I mean I like that it's warm enough to open the windows, but it annoys me that I can't walk around naked anymore.
Remind me to tell you the "if you give a mouse a special brownie" story when you get back
I just used 'come play with my balls' as a legitimate booty call attempt. And it worked.
I dont know, my roommate got arrested but I'm gunna get some tacos no matter what
Shit, I may have left some acid in your bathroom last night. Has he been in there lately.
She's like an enigma, wrapped in a riddle, tossed in miller light, inside a question. Nobody can explain a Heather.

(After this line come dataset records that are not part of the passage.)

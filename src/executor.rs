//! Executes one import task against Drive, object storage and the catalog.

use anyhow::anyhow;
use futures::StreamExt;
use std::sync::Arc;
use thiserror::Error;
use tracing::{debug, info, warn};

use crate::classify::{extension, file_stem, split_code};
use crate::config::ImportConfig;
use crate::drive::{is_google_native, mime, view_link, DriveClient, DriveError};
use crate::quiz::{csv_to_lines, parse_questions};
use crate::retry::{with_retry, Transient};
use crate::storage::{object_key, ByteStream, ObjectStore, StorageError};
use crate::store::{Catalog, FolderRecord, LessonKind, LessonRecord, StoreError, TestRecord};
use crate::task::{ImportTask, TaskKind, TaskOutcome};

/// Error from a single execution attempt.
#[derive(Error, Debug)]
pub enum ExecError {
    /// Transient failure, worth retrying.
    #[error("{0}")]
    Retryable(#[source] anyhow::Error),

    /// Will fail the same way on retry.
    #[error("{0}")]
    Permanent(#[source] anyhow::Error),
}

impl ExecError {
    pub fn retryable(err: impl Into<anyhow::Error>) -> Self {
        Self::Retryable(err.into())
    }

    pub fn permanent(err: impl Into<anyhow::Error>) -> Self {
        Self::Permanent(err.into())
    }

    pub fn is_retryable(&self) -> bool {
        matches!(self, Self::Retryable(_))
    }
}

impl Transient for ExecError {
    fn is_transient(&self) -> bool {
        self.is_retryable()
    }
}

impl From<DriveError> for ExecError {
    fn from(err: DriveError) -> Self {
        if err.is_retryable() {
            Self::retryable(err)
        } else {
            Self::permanent(err)
        }
    }
}

impl From<StorageError> for ExecError {
    fn from(err: StorageError) -> Self {
        if err.is_transient() {
            Self::retryable(err)
        } else {
            Self::permanent(err)
        }
    }
}

impl From<StoreError> for ExecError {
    fn from(err: StoreError) -> Self {
        match err {
            StoreError::Storage(_) => Self::retryable(err),
            _ => Self::permanent(err),
        }
    }
}

/// Parent rows a task hangs off.
struct Parents {
    course_id: String,
    module_id: Option<String>,
}

/// Runs the side effects of a single task. Every write is an upsert, so
/// running the same task twice leaves the catalog unchanged.
pub struct ImportExecutor {
    drive: Arc<dyn DriveClient>,
    storage: Arc<dyn ObjectStore>,
    catalog: Arc<dyn Catalog>,
    config: ImportConfig,
}

impl ImportExecutor {
    pub fn new(
        drive: Arc<dyn DriveClient>,
        storage: Arc<dyn ObjectStore>,
        catalog: Arc<dyn Catalog>,
        config: ImportConfig,
    ) -> Self {
        Self {
            drive,
            storage,
            catalog,
            config,
        }
    }

    pub fn config(&self) -> &ImportConfig {
        &self.config
    }

    /// Execute `task`, retrying transient failures per the configured policy.
    ///
    /// `target_course` is the existing course a single-course import writes
    /// into. Without it, parents are found through the task's lineage.
    /// Never returns an error: failures come back as a failed outcome.
    pub async fn execute(&self, task: &ImportTask, target_course: Option<&str>) -> TaskOutcome {
        let (result, attempts) = with_retry(&self.config.retry, &task.path, || {
            self.attempt(task, target_course)
        })
        .await;

        match result {
            Ok(entity_id) => {
                debug!(task = %task.id, kind = task.kind.as_str(), attempts, "task done");
                TaskOutcome::done(entity_id, attempts)
            }
            Err(e) => {
                warn!(task = %task.id, path = %task.path, attempts, error = %e, "task failed");
                TaskOutcome::failed(format!("{}: {e}", task.path), attempts)
            }
        }
    }

    async fn attempt(
        &self,
        task: &ImportTask,
        target_course: Option<&str>,
    ) -> Result<Option<String>, ExecError> {
        match task.kind {
            TaskKind::Course => self.import_course(task, target_course).await.map(Some),
            TaskKind::Module => self.import_module(task, target_course).await.map(Some),
            TaskKind::LessonVideo => self
                .import_media(task, target_course, LessonKind::Video)
                .await
                .map(Some),
            TaskKind::LessonDocument => self
                .import_media(task, target_course, LessonKind::Document)
                .await
                .map(Some),
            TaskKind::Quiz => self.import_quiz(task, target_course).await.map(Some),
            TaskKind::Skip => Ok(None),
        }
    }

    fn folder_record(task: &ImportTask) -> FolderRecord {
        let (code, title) = split_code(&task.name);
        FolderRecord {
            source_id: task.source.id.clone(),
            revision: task.source.revision.clone(),
            title,
            code,
            position: task.position,
        }
    }

    async fn import_course(
        &self,
        task: &ImportTask,
        target_course: Option<&str>,
    ) -> Result<String, ExecError> {
        let record = Self::folder_record(task);
        let id = match target_course {
            Some(course_id) => self.catalog.bind_course(course_id, &record).await?,
            None => self.catalog.upsert_course(&record).await?,
        };
        info!(course_id = %id, title = %record.title, "course imported");
        Ok(id)
    }

    async fn import_module(
        &self,
        task: &ImportTask,
        target_course: Option<&str>,
    ) -> Result<String, ExecError> {
        let course_id = self.course_for(task, target_course).await?;
        let record = Self::folder_record(task);
        let id = self.catalog.upsert_module(&course_id, &record).await?;
        info!(module_id = %id, course_id = %course_id, title = %record.title, "module imported");
        Ok(id)
    }

    async fn course_for(
        &self,
        task: &ImportTask,
        target_course: Option<&str>,
    ) -> Result<String, ExecError> {
        if let Some(course_id) = target_course {
            return Ok(course_id.to_string());
        }
        let source = task
            .lineage
            .course_source
            .as_deref()
            .ok_or_else(|| ExecError::permanent(anyhow!("task has no parent course")))?;
        self.catalog
            .find_course_by_source(source)
            .await?
            .ok_or_else(|| ExecError::permanent(anyhow!("parent course {source} has not been imported")))
    }

    async fn parents_for(
        &self,
        task: &ImportTask,
        target_course: Option<&str>,
    ) -> Result<Parents, ExecError> {
        let course_id = self.course_for(task, target_course).await?;
        let module_id = match task.lineage.module_source.as_deref() {
            Some(source) => Some(
                self.catalog
                    .find_module_by_source(&course_id, source)
                    .await?
                    .ok_or_else(|| {
                        ExecError::permanent(anyhow!("parent module {source} has not been imported"))
                    })?,
            ),
            None => None,
        };
        Ok(Parents {
            course_id,
            module_id,
        })
    }

    fn lesson_record(task: &ImportTask, parents: Parents, kind: LessonKind) -> LessonRecord {
        let (code, title) = split_code(file_stem(&task.name));
        LessonRecord {
            course_id: parents.course_id,
            module_id: parents.module_id,
            source_id: task.source.id.clone(),
            revision: task.source.revision.clone(),
            title,
            code,
            kind,
            position: task.position,
            storage_key: None,
            storage_location: None,
            content_type: None,
            size: task.size,
            drive_link: Some(
                task.web_view_link
                    .clone()
                    .unwrap_or_else(|| view_link(&task.source.id)),
            ),
        }
    }

    /// Stream a video or document into object storage and upsert its lesson.
    async fn import_media(
        &self,
        task: &ImportTask,
        target_course: Option<&str>,
        kind: LessonKind,
    ) -> Result<String, ExecError> {
        let parents = self.parents_for(task, target_course).await?;

        // Docs and Slides have no binary form; store them as PDF.
        let (body, content_type, file_name) = if is_google_native(&task.mime_type) {
            let body = self.drive.export(&task.source.id, mime::PDF).await?;
            (body, mime::PDF.to_string(), format!("{}.pdf", task.name))
        } else {
            let body = self.drive.download(&task.source.id).await?;
            let content_type = if task.mime_type.is_empty() {
                mime::OCTET_STREAM.to_string()
            } else {
                task.mime_type.clone()
            };
            (body, content_type, task.name.clone())
        };

        let key = object_key(
            &parents.course_id,
            parents.module_id.as_deref(),
            &task.source.id,
            &file_name,
        );
        let stored = self.storage.put_stream(&key, &content_type, body).await?;

        let mut record = Self::lesson_record(task, parents, kind);
        record.storage_key = Some(stored.key);
        record.storage_location = Some(stored.location);
        record.content_type = Some(content_type);
        record.size = Some(stored.size);

        let id = self.catalog.upsert_lesson(&record).await?;
        info!(lesson_id = %id, kind = kind.as_str(), size = stored.size, "lesson imported");
        Ok(id)
    }

    /// Parse a quiz file into a test with questions.
    async fn import_quiz(
        &self,
        task: &ImportTask,
        target_course: Option<&str>,
    ) -> Result<String, ExecError> {
        let parents = self.parents_for(task, target_course).await?;
        let text = self.quiz_text(task).await?;

        let questions = parse_questions(&text);
        if questions.is_empty() {
            return Err(ExecError::permanent(anyhow!("no questions found in quiz file")));
        }

        let record = Self::lesson_record(task, parents, LessonKind::Quiz);
        let title = record.title.clone();
        let lesson_id = self.catalog.upsert_lesson(&record).await?;

        let defaults = &self.config.test_defaults;
        let test_id = self
            .catalog
            .upsert_test(
                &lesson_id,
                &TestRecord {
                    title,
                    duration_minutes: defaults.duration_minutes,
                    passing_score: defaults.passing_score,
                    max_attempts: defaults.max_attempts,
                },
            )
            .await?;
        let stored = self.catalog.replace_questions(&test_id, &questions).await?;

        info!(lesson_id = %lesson_id, test_id = %test_id, questions = stored, "quiz imported");
        Ok(lesson_id)
    }

    async fn quiz_text(&self, task: &ImportTask) -> Result<String, ExecError> {
        let id = &task.source.id;
        let is_csv = task.mime_type == mime::CSV || extension(&task.name).as_deref() == Some("csv");

        let (body, csv) = match task.mime_type.as_str() {
            mime::GOOGLE_SHEET => (self.drive.export(id, mime::CSV).await?, true),
            mime::GOOGLE_DOC => (self.drive.export(id, mime::TEXT).await?, false),
            other if is_google_native(other) => {
                return Err(ExecError::permanent(anyhow!(
                    "cannot read quiz from {other}"
                )));
            }
            _ => (self.drive.download(id).await?, is_csv),
        };

        let bytes = read_limited(body, self.config.max_quiz_bytes).await?;
        let text = String::from_utf8_lossy(&bytes);
        Ok(if csv {
            csv_to_lines(&text)
        } else {
            text.into_owned()
        })
    }
}

async fn read_limited(mut body: ByteStream, limit: usize) -> Result<Vec<u8>, ExecError> {
    let mut buf = Vec::new();
    while let Some(chunk) = body.next().await {
        let chunk = chunk.map_err(ExecError::retryable)?;
        if buf.len() + chunk.len() > limit {
            return Err(ExecError::permanent(anyhow!(
                "quiz file is larger than {limit} bytes"
            )));
        }
        buf.extend_from_slice(&chunk);
    }
    Ok(buf)
}
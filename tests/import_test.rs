//! End-to-end imports against an in-memory Drive and SQLite.

mod common;

use common::{admin, seed_course, test_config, Harness, QUIZ_TEXT, SECRET};
use drive_import::drive::mime;
use drive_import::{
    Catalog, ContinuationQueue, Cursor, ImportRequest, ImportRunnerPayload, OrchestratorError,
    Principal, Role, RunOutcome, RunState, RunStore, TaskKind, TaskStatus,
};

fn collection_request() -> ImportRequest {
    ImportRequest {
        folder: "https://drive.google.com/drive/folders/root?usp=sharing".to_string(),
        course_id: None,
    }
}

#[tokio::test]
async fn test_import_course_tree() {
    let h = Harness::new().await;
    seed_course(&h.drive);
    let orchestrator = h.orchestrator(test_config());

    let outcome = orchestrator.start(&collection_request(), &admin()).await.unwrap();
    let RunOutcome::Finished(report) = outcome else {
        panic!("expected the run to finish within budget");
    };
    assert_eq!(report.state, RunState::Completed);
    assert_eq!(report.cursor.position, 4);
    assert_eq!(report.summary.total, 4);
    assert_eq!(report.summary.done, 4);
    assert_eq!(report.summary.percentage, 100);
    assert!(report.failures.is_empty());

    let counts = h.catalog.counts().await.unwrap();
    assert_eq!(counts.courses, 1);
    assert_eq!(counts.modules, 1);
    assert_eq!(counts.lessons, 2);

    let run = h.runs.load_run(report.run_id).await.unwrap().unwrap();
    let kinds: Vec<_> = run.tasks.iter().map(|t| t.kind).collect();
    assert_eq!(
        kinds,
        vec![
            TaskKind::Course,
            TaskKind::Module,
            TaskKind::LessonVideo,
            TaskKind::LessonDocument
        ]
    );
    assert!(run.tasks.iter().all(|t| t.entity_id.is_some()));
    assert_eq!(run.requested_by.as_deref(), Some("admin-1"));

    // Content landed in object storage
    let stored = walk(h.storage_dir.path());
    assert_eq!(stored.len(), 2);
    assert!(stored.iter().any(|p| p.ends_with("video1.mp4")));
}

fn walk(dir: &std::path::Path) -> Vec<std::path::PathBuf> {
    let mut files = Vec::new();
    for entry in std::fs::read_dir(dir).unwrap() {
        let path = entry.unwrap().path();
        if path.is_dir() {
            files.extend(walk(&path));
        } else {
            files.push(path);
        }
    }
    files
}

#[tokio::test]
async fn test_reimport_skips_done_tasks() {
    let h = Harness::new().await;
    seed_course(&h.drive);
    let orchestrator = h.orchestrator(test_config());

    orchestrator.start(&collection_request(), &admin()).await.unwrap();
    let fetches = h.drive.fetch_count();
    let counts = h.catalog.counts().await.unwrap();

    let outcome = orchestrator.start(&collection_request(), &admin()).await.unwrap();
    assert!(outcome.is_finished());
    assert_eq!(outcome.report().state, RunState::Completed);
    assert_eq!(h.drive.fetch_count(), fetches);
    assert_eq!(h.catalog.counts().await.unwrap(), counts);
}

#[tokio::test]
async fn test_changed_file_is_imported_again() {
    let h = Harness::new().await;
    seed_course(&h.drive);
    let orchestrator = h.orchestrator(test_config());

    orchestrator.start(&collection_request(), &admin()).await.unwrap();
    let fetches = h.drive.fetch_count();

    h.drive.touch("video1", "2024-06-01T00:00:00.000Z");
    orchestrator.start(&collection_request(), &admin()).await.unwrap();

    assert_eq!(h.drive.fetch_count(), fetches + 1);
    assert_eq!(h.catalog.counts().await.unwrap().lessons, 2);
}

#[tokio::test]
async fn test_failed_file_does_not_stop_the_run() {
    let h = Harness::new().await;
    seed_course(&h.drive);
    h.drive.fail_reads("video1", 404, 1);
    let orchestrator = h.orchestrator(test_config());

    let outcome = orchestrator.start(&collection_request(), &admin()).await.unwrap();
    let report = outcome.report();
    assert!(outcome.is_finished());
    assert_eq!(report.state, RunState::PartiallyFailed);
    assert_eq!(report.summary.done, 3);
    assert_eq!(report.failures.len(), 1);
    assert!(report.failures[0].path.ends_with("video1.mp4"));
    assert!(report.failures[0].error.contains("404"));

    // The failed task is retried by the next run
    let outcome = orchestrator.start(&collection_request(), &admin()).await.unwrap();
    assert_eq!(outcome.report().state, RunState::Completed);
    assert_eq!(h.catalog.counts().await.unwrap().lessons, 2);
}

#[tokio::test]
async fn test_transient_errors_are_retried_within_a_task() {
    let h = Harness::new().await;
    seed_course(&h.drive);
    h.drive.fail_reads("doc1", 503, 2);
    let orchestrator = h.orchestrator(test_config());

    let outcome = orchestrator.start(&collection_request(), &admin()).await.unwrap();
    assert_eq!(outcome.report().state, RunState::Completed);

    let run = h.runs.load_run(outcome.report().run_id).await.unwrap().unwrap();
    let doc = run.tasks.iter().find(|t| t.source.id == "doc1").unwrap();
    assert_eq!(doc.attempts, 3);
}

#[tokio::test]
async fn test_quiz_files_become_tests() {
    let h = Harness::new().await;
    seed_course(&h.drive);
    h.drive
        .add_file("quiz1", "Quiz 1.txt", mime::TEXT, "module-1", QUIZ_TEXT)
        .add_file(
            "quiz2",
            "Avaliação final",
            mime::GOOGLE_SHEET,
            "module-1",
            "\"1. Pick one\",a) x,b) y *\n",
        )
        .add_file("notes", "notes.txt", mime::TEXT, "module-1", "just notes");
    let orchestrator = h.orchestrator(test_config());

    let outcome = orchestrator.start(&collection_request(), &admin()).await.unwrap();
    let report = outcome.report();
    assert_eq!(report.summary.quizzes, 2);
    assert_eq!(report.summary.skipped, 1);
    assert_eq!(report.state, RunState::Completed);

    let counts = h.catalog.counts().await.unwrap();
    assert_eq!(counts.tests, 2);
    assert_eq!(counts.questions, 3);
    assert_eq!(counts.lessons, 4);
}

#[tokio::test]
async fn test_quiz_without_questions_fails_the_task() {
    let h = Harness::new().await;
    seed_course(&h.drive);
    h.drive
        .add_file("quiz1", "Quiz 1.txt", mime::TEXT, "module-1", "nothing to parse");
    let orchestrator = h.orchestrator(test_config());

    let outcome = orchestrator.start(&collection_request(), &admin()).await.unwrap();
    let report = outcome.report();
    assert_eq!(report.state, RunState::PartiallyFailed);
    assert!(report.failures[0].error.contains("no questions"));
}

#[tokio::test]
async fn test_import_into_existing_course() {
    let h = Harness::new().await;
    seed_course(&h.drive);
    let course_id = h.catalog.create_course("Existing").await.unwrap();
    let orchestrator = h.orchestrator(test_config());

    let request = ImportRequest {
        folder: "course-a".to_string(),
        course_id: Some(course_id.clone()),
    };
    let outcome = orchestrator.start(&request, &admin()).await.unwrap();
    assert_eq!(outcome.report().state, RunState::Completed);
    assert_eq!(outcome.report().summary.courses, 1);

    let counts = h.catalog.counts().await.unwrap();
    assert_eq!(counts.courses, 1);
    assert_eq!(counts.lessons, 2);
    assert_eq!(
        h.catalog.find_course_by_source("course-a").await.unwrap(),
        Some(course_id)
    );
}

#[tokio::test]
async fn test_request_validation() {
    let h = Harness::new().await;
    seed_course(&h.drive);
    let orchestrator = h.orchestrator(test_config());

    let student = Principal::new("s1", Role::Student);
    let err = orchestrator.start(&collection_request(), &student).await.unwrap_err();
    assert!(matches!(err, OrchestratorError::Forbidden(_)));

    let bad = ImportRequest {
        folder: "not a folder link".to_string(),
        course_id: None,
    };
    let err = orchestrator.start(&bad, &admin()).await.unwrap_err();
    assert!(matches!(err, OrchestratorError::Validation(_)));

    let file = ImportRequest {
        folder: "video1".to_string(),
        course_id: None,
    };
    let err = orchestrator.start(&file, &admin()).await.unwrap_err();
    assert!(matches!(err, OrchestratorError::Validation(_)));

    let missing = ImportRequest {
        folder: "gone".to_string(),
        course_id: None,
    };
    let err = orchestrator.start(&missing, &admin()).await.unwrap_err();
    assert!(matches!(err, OrchestratorError::NotFound(_)));

    let no_course = ImportRequest {
        folder: "course-a".to_string(),
        course_id: Some("no-such-course".to_string()),
    };
    let err = orchestrator.start(&no_course, &admin()).await.unwrap_err();
    assert!(matches!(err, OrchestratorError::NotFound(_)));

    assert_eq!(h.catalog.counts().await.unwrap().courses, 0);
}

#[tokio::test]
async fn test_single_item_retry_does_not_duplicate() {
    let h = Harness::new().await;
    seed_course(&h.drive);
    let course_id = h.catalog.create_course("Existing").await.unwrap();
    let orchestrator = h.orchestrator(test_config());

    let plan = orchestrator
        .plan(&ImportRequest {
            folder: "course-a".to_string(),
            course_id: Some(course_id.clone()),
        })
        .await
        .unwrap();
    assert_eq!(plan.tasks.len(), 4);
    assert!(plan.tasks.iter().all(|t| t.status == TaskStatus::Pending));

    for task in &plan.tasks[..2] {
        let outcome = orchestrator
            .execute_single(task, &course_id, &admin())
            .await
            .unwrap();
        assert!(outcome.is_done());
    }

    h.drive.fail_reads("video1", 503, 1);
    let video = &plan.tasks[2];
    let first = orchestrator
        .execute_single(video, &course_id, &admin())
        .await
        .unwrap();
    assert!(first.is_done());
    assert_eq!(first.attempts, 2);

    let second = orchestrator
        .execute_single(video, &course_id, &admin())
        .await
        .unwrap();
    assert!(second.is_done());
    assert_eq!(second.entity_id, first.entity_id);
    assert_eq!(h.catalog.counts().await.unwrap().lessons, 1);
}

#[tokio::test]
async fn test_single_item_reports_exact_error() {
    let h = Harness::new().await;
    seed_course(&h.drive);
    let course_id = h.catalog.create_course("Existing").await.unwrap();
    let orchestrator = h.orchestrator(test_config());

    let plan = orchestrator
        .plan(&ImportRequest {
            folder: "course-a".to_string(),
            course_id: Some(course_id.clone()),
        })
        .await
        .unwrap();

    // Module row was never created, so the lesson has no parent
    let outcome = orchestrator
        .execute_single(&plan.tasks[3], &course_id, &admin())
        .await
        .unwrap();
    assert_eq!(outcome.status, TaskStatus::Failed);
    let error = outcome.error.unwrap();
    assert!(error.contains("doc1.pdf"));
    assert!(error.contains("module-1"));
}

#[tokio::test]
async fn test_single_item_updates_persisted_run() {
    let h = Harness::new().await;
    seed_course(&h.drive);
    h.drive.fail_reads("video1", 404, 1);
    let orchestrator = h.orchestrator(test_config());

    let outcome = orchestrator.start(&collection_request(), &admin()).await.unwrap();
    let run_id = outcome.report().run_id;
    let failed_id = outcome.report().failures[0].task_id;

    let run = h.runs.load_run(run_id).await.unwrap().unwrap();
    let task = run.tasks.iter().find(|t| t.id == failed_id).unwrap().clone();
    let course_id = h.catalog.find_course_by_source("course-a").await.unwrap().unwrap();

    assert_eq!(outcome.report().state, RunState::PartiallyFailed);

    let result = orchestrator
        .execute_single(&task, &course_id, &admin())
        .await
        .unwrap();
    assert!(result.is_done());

    let status = orchestrator.status(run_id).await.unwrap();
    assert!(status.failures.is_empty());
    assert_eq!(status.summary.done, 4);
    assert_eq!(status.state, RunState::Completed);
}

#[tokio::test]
async fn test_single_item_leaves_active_run_state_alone() {
    let h = Harness::new().await;
    seed_course(&h.drive);
    let orchestrator = h.orchestrator(common::zero_budget_config());

    let outcome = orchestrator.start(&collection_request(), &admin()).await.unwrap();
    let run_id = outcome.report().run_id;
    let run = h.runs.load_run(run_id).await.unwrap().unwrap();
    let module = run.tasks[1].clone();
    let course_id = h.catalog.find_course_by_source("course-a").await.unwrap().unwrap();

    let result = orchestrator
        .execute_single(&module, &course_id, &admin())
        .await
        .unwrap();
    assert!(result.is_done());

    let status = orchestrator.status(run_id).await.unwrap();
    assert_eq!(status.state, RunState::TimedOutContinuing);
    assert_eq!(status.cursor.position, 1);
    assert_eq!(status.summary.done, 2);
}

#[tokio::test]
async fn test_wrong_secret_is_rejected_without_side_effects() {
    let h = Harness::new().await;
    seed_course(&h.drive);
    let orchestrator = h.orchestrator(common::zero_budget_config());

    let outcome = orchestrator.start(&collection_request(), &admin()).await.unwrap();
    let run_id = outcome.report().run_id;
    let before = h.runs.load_run(run_id).await.unwrap().unwrap();
    let queued = h.queue.pending_count().await.unwrap();

    let forged = ImportRunnerPayload::new(run_id, "guess", before.cursor);
    let err = orchestrator.accept_continuation(&forged).await.unwrap_err();
    assert!(matches!(err, OrchestratorError::Authentication(_)));
    let err = orchestrator.resume(&forged).await.unwrap_err();
    assert!(matches!(err, OrchestratorError::Authentication(_)));

    let after = h.runs.load_run(run_id).await.unwrap().unwrap();
    assert_eq!(after.cursor, before.cursor);
    assert_eq!(after.state, before.state);
    assert_eq!(h.queue.pending_count().await.unwrap(), queued);

    let unknown = ImportRunnerPayload::new(drive_import::RunId::new(), SECRET, Cursor::default());
    let err = orchestrator.accept_continuation(&unknown).await.unwrap_err();
    assert!(matches!(err, OrchestratorError::NotFound(_)));
}
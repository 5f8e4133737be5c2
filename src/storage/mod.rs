//! Object storage for lesson content.

mod local;
#[cfg(feature = "s3")]
mod s3;

pub use local::LocalObjectStore;
#[cfg(feature = "s3")]
pub use s3::{S3Config, S3ObjectStore};

use async_trait::async_trait;
use bytes::Bytes;
use futures::stream::BoxStream;
use thiserror::Error;

use crate::retry::Transient;

/// Streamed file content.
pub type ByteStream = BoxStream<'static, Result<Bytes, std::io::Error>>;

/// Where an uploaded object ended up.
#[derive(Debug, Clone, PartialEq, Eq)]
pub struct StoredObject {
    pub key: String,
    pub size: u64,
    /// `s3://bucket/key` or `file:///path`.
    pub location: String,
}

#[derive(Error, Debug)]
pub enum StorageError {
    /// The source stream failed while being read.
    #[error("reading source content failed: {0}")]
    Upstream(#[source] std::io::Error),

    #[error("IO error: {0}")]
    Io(#[from] std::io::Error),

    #[error("object storage error: {0}")]
    Sdk(String),

    #[error("invalid object key: {0}")]
    InvalidKey(String),

    #[error("configuration error: {0}")]
    Config(String),
}

impl Transient for StorageError {
    fn is_transient(&self) -> bool {
        matches!(self, Self::Upstream(_) | Self::Sdk(_))
    }
}

/// Path-addressed blob upload.
#[async_trait]
pub trait ObjectStore: Send + Sync {
    /// Upload `body` under `key` without buffering it in full.
    async fn put_stream(
        &self,
        key: &str,
        content_type: &str,
        body: ByteStream,
    ) -> Result<StoredObject, StorageError>;
}

/// Keep key segments to a safe character set.
fn sanitize_segment(segment: &str) -> String {
    let cleaned: String = segment
        .chars()
        .map(|c| {
            if c.is_ascii_alphanumeric() || matches!(c, '.' | '-' | '_') {
                c
            } else {
                '_'
            }
        })
        .collect();
    let cleaned = cleaned.trim_matches('.').to_string();
    if cleaned.is_empty() {
        "_".to_string()
    } else {
        cleaned
    }
}

/// `courses/{course}/{module or _}/{source}/{file name}`
pub fn object_key(course_id: &str, module_id: Option<&str>, source_id: &str, file_name: &str) -> String {
    format!(
        "courses/{}/{}/{}/{}",
        sanitize_segment(course_id),
        module_id.map(sanitize_segment).unwrap_or_else(|| "_".to_string()),
        sanitize_segment(source_id),
        sanitize_segment(file_name),
    )
}

#[cfg(test)]
mod tests {
    use super::*;

    #[test]
    fn test_object_key_layout() {
        assert_eq!(
            object_key("c1", Some("m1"), "f1", "video1.mp4"),
            "courses/c1/m1/f1/video1.mp4"
        );
        assert_eq!(object_key("c1", None, "f1", "doc.pdf"), "courses/c1/_/f1/doc.pdf");
    }

    #[test]
    fn test_object_key_sanitizes() {
        assert_eq!(
            object_key("c1", None, "f1", "../Aula 1: Intro.pdf"),
            "courses/c1/_/f1/_Aula_1__Intro.pdf"
        );
        assert_eq!(object_key("c1", None, "f1", ".."), "courses/c1/_/f1/_");
    }
}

His mom already thought we were lesbians BODY SHOTS WERE JUST NOT AN OPTION SORRY
RE-DICK-YOU-LUSSSSS
That's me emphasizing the ridiculous
Just saw identical twins riding scooters. Today is not real who the hell rides a scooter anymore
He sent me a snap of him eating a tamale shirtless. I think I might be in love.
LOCK HIM DOWN.
She didn't get a tit job, she's just wearing the right size bra for once
You took nana to a bar?!
she suggested it
How did i spend $200 last night?
Every time you went to get me a drink, you also came back with shots. Then you fell down the steps.